Even though we know that reading the Bible is crucially important, the problem is that reading the Bible can be overwhelming and sometimes really difficult to understand. To help overcome those barriers, we have created a list of seven tips and encouragements to assist in your personal reading of God's word.

  1. Approach is key. Like many things in life, the perspective and position we take often indicates our outcome. It is no different with our time in God's word. This is why it is of the utmost importance to approach God's word with the right mindset. Our mindset when opening God's word should be one of wonder, curiosity, worship, and humility. We should set all assumptions and biases at the door and ask God to reveal to us where we are wrong and where we need to learn more of His presence, power, truth, and grace.
  2. Don't move too quickly. It is a common mistake to bite off more than you can chew when it comes to reading the Bible. Rather than channeling your excitement to read as much of the Bible as possible, channel it to retain as much of what you read as possible. Spend your energy rereading, studying, questioning, and meditating on one specific area of God's word. You will be surprised at how much you will learn and continue to remember even days after reading.
  3. Search for context. One danger of reading the Bible today is taking its words out of their proper context. Every book within the Bible was written at a specific time to a specific audience for a specific purpose. Additionally, every verse was written within the context of a bigger argument. SO, here are some best practices to helping you read your Bible with its context in mind.
    1. Always ask: "what was God communicating at the time this was written?" AND "How should I respond to that truth today?"
    2. Have 20/20 vision. If you are unsure of the particular meaning of a verse, read the 20 verses before and after it. Once you have done so, ask how that particular verse fits within the surrounding verses. It may also help to read the entire chapter (or sometimes letter) to understand the full argument of the author.
  4. Search for key words/phrases. What is repeated is important. Take note of key words and phrases throughout the sections you examine. These repeated phrases or words will often indicate what the author is emphasizing. You may even want to do a quick word search using the tools at the back of your Bible to see how those themes are involved in the Bible as a whole.
  5. Search for references to other scriptures. Most Bibles have notes on either the side or bottom of the page with references to other passages within the Bible. If your interest is peaked enough, look through those referenced scriptures using the same principles listed here and see how the different passages connect to each other. You may be surprised to learn how much the narrative of the Bible is intertwined with itself.
  6. Don't do it alone. We are not called to live the Christian life in isolation, so why would this aspect of our faith be an exception? Having a community around us can help us on two major fronts when it comes to our time in the Word.

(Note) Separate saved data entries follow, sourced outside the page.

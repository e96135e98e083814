//! Sequencing of stages into a complete run.

use std::sync::Arc;

use crate::config::Config;
use crate::core::error::{Result, RoughSetError};
use crate::dataset::FactorizedData;
use crate::processing::hooks::{update_all, PrepareResult, UpdateStateHook};
use crate::processing::stage::Stage;
use crate::processing::state::ProcessingState;

/// Init hooks, stages in order, finalize hooks, then result preparation.
pub struct ProcessingMultiStage<R> {
    init_hooks: Vec<Box<dyn UpdateStateHook>>,
    stages: Vec<Stage>,
    finalize_hooks: Vec<Box<dyn UpdateStateHook>>,
    prepare_result: Box<dyn PrepareResult<R>>,
}

impl<R> std::fmt::Debug for ProcessingMultiStage<R> {
    fn fmt(&self, f: &mut std::fmt::Formatter<'_>) -> std::fmt::Result {
        f.debug_struct("ProcessingMultiStage")
            .field("init_hooks", &self.init_hooks.len())
            .field("stages", &self.stages)
            .field("finalize_hooks", &self.finalize_hooks.len())
            .finish()
    }
}

impl<R> ProcessingMultiStage<R> {
    /// Start building a pipeline.
    pub fn builder() -> MultiStageBuilder<R> {
        MultiStageBuilder::new()
    }

    /// Run on a fresh state seeded with `seed`.
    pub fn run(&self, config: Arc<Config>, input: Arc<FactorizedData>, seed: u64) -> Result<R> {
        let mut state = ProcessingState::from_shared(config, input, seed);
        self.run_with_state(&mut state)
    }

    /// Run on a caller-prepared state.
    pub fn run_with_state(&self, state: &mut ProcessingState) -> Result<R> {
        update_all(&self.init_hooks, state)?;
        for stage in &self.stages {
            stage.run(state)?;
        }
        update_all(&self.finalize_hooks, state)?;
        self.prepare_result.prepare(state)
    }
}

/// Builder for [`ProcessingMultiStage`].
pub struct MultiStageBuilder<R> {
    init_hooks: Vec<Box<dyn UpdateStateHook>>,
    stages: Vec<Stage>,
    finalize_hooks: Vec<Box<dyn UpdateStateHook>>,
    prepare_result: Option<Box<dyn PrepareResult<R>>>,
}

impl<R> MultiStageBuilder<R> {
    /// Create an empty builder
    pub fn new() -> Self {
        MultiStageBuilder {
            init_hooks: Vec::new(),
            stages: Vec::new(),
            finalize_hooks: Vec::new(),
            prepare_result: None,
        }
    }

    /// Add an init hook
    pub fn init(mut self, hook: impl UpdateStateHook + 'static) -> Self {
        self.init_hooks.push(Box::new(hook));
        self
    }

    /// Append a stage
    pub fn stage(mut self, stage: Stage) -> Self {
        self.stages.push(stage);
        self
    }

    /// Add a finalize hook
    pub fn finalize(mut self, hook: impl UpdateStateHook + 'static) -> Self {
        self.finalize_hooks.push(Box::new(hook));
        self
    }

    /// Set the result builder
    pub fn prepare_result(mut self, hook: impl PrepareResult<R> + 'static) -> Self {
        self.prepare_result = Some(Box::new(hook));
        self
    }

    /// Build the pipeline; a result builder is required.
    pub fn build(self) -> Result<ProcessingMultiStage<R>> {
        let prepare_result = self
            .prepare_result
            .ok_or_else(|| RoughSetError::config("processing pipeline has no prepare-result hook"))?;
        Ok(ProcessingMultiStage {
            init_hooks: self.init_hooks,
            stages: self.stages,
            finalize_hooks: self.finalize_hooks,
            prepare_result,
        })
    }
}

impl<R> std::fmt::Debug for MultiStageBuilder<R> {
    fn fmt(&self, f: &mut std::fmt::Formatter<'_>) -> std::fmt::Result {
        f.debug_struct("MultiStageBuilder")
            .field("stages", &self.stages)
            .field("has_prepare_result", &self.prepare_result.is_some())
            .finish()
    }
}

impl<R> Default for MultiStageBuilder<R> {
    fn default() -> Self {
        Self::new()
    }
}

#[cfg(test)]
mod tests {
    use super::*;
    use crate::processing::hooks::{
        AddFirstAttr, ElementsEmpty, InitGroupIndex, ReductResult, RemainingAttrs,
    };
    use crate::structs::Reduct;
    use ndarray::array;

    fn input() -> Arc<FactorizedData> {
        Arc::new(
            FactorizedData::from_codes_inferred(array![[0usize, 1], [1, 0]], array![0usize, 1])
                .unwrap(),
        )
    }

    #[test]
    fn test_missing_prepare_result() {
        assert!(ProcessingMultiStage::<Reduct>::builder().build().is_err());
    }

    #[test]
    fn test_run_and_run_with_state_agree() {
        let pipeline: ProcessingMultiStage<Reduct> = ProcessingMultiStage::builder()
            .init(InitGroupIndex)
            .stage(
                Stage::builder("all")
                    .pre_candidates(RemainingAttrs)
                    .inner_stop(ElementsEmpty)
                    .inner_process(AddFirstAttr)
                    .build()
                    .unwrap(),
            )
            .prepare_result(ReductResult)
            .build()
            .unwrap();
        let config = Arc::new(Config::default());
        let fresh = pipeline.run(Arc::clone(&config), input(), 5).unwrap();
        let mut state = ProcessingState::from_shared(config, input(), 5);
        let prepared = pipeline.run_with_state(&mut state).unwrap();
        assert_eq!(fresh, prepared);
        assert_eq!(fresh.attrs, vec![0, 1]);
    }
}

    1. Reading the Bible in community can help us to stay accountable and not get behind in our goals. Try studying through a book of the Bible with a partner that can check in on your progress. The YouVersion Bible App is a great resource to help you do this.
    2. Reading the Bible in community can also help us understand the texts with which we are having trouble. God designed the church to be an environment for us to learn from the Spirit's work in each other's lives. Don't discount the benefit of bringing your questions to a trusted community of faith.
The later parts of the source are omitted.